--- Task directions ---
Repeat exactly, and only, the lines from the one holding "#[derive(Debug, thiserror::Error)]" through the last line of the records below.

--- Collected data ---
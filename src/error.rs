#[derive(Debug, thiserror::Error)]
#[non_exhaustive]
pub enum Error {
    #[error("Discord {operation} failed (status {status:?}): {detail}")]
    OAuth {
        operation: &'static str,
        status: Option<u16>,
        detail: String,
    },
    #[cfg(feature = "oauth")]
    #[error("HTTP error: {0}")]
    Http(#[from] reqwest::Error),
    #[error("Token verification error: {0}")]
    Token(String),
    #[error("Token expired")]
    TokenExpired,
    #[error("Invalid Discord id: {0:?}")]
    InvalidDiscordId(String),
    #[error("Configuration error: {0}")]
    Config(String),
}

--- Response box ---
#[derive(Debug, thiserror::Error)]
#[non_exhaustive]
pub enum Error {
    #[error("Discord {operation} failed (status {status:?}): {detail}")]
    OAuth {
        operation: &'static str,
        status: Option<u16>,
        detail: String,
    },
    #[cfg(feature = "oauth")]
    #[error("HTTP error: {0}")]
    Http(#[from] reqwest::Error),
    #[error("Token verification error: {0}")]
    Token(String),
    #[error("Token expired")]
    TokenExpired,
    #[error("Invalid Discord id: {0:?}")]
    InvalidDiscordId(String),
    #[error("Configuration error: {0}")]
    Config(String),
}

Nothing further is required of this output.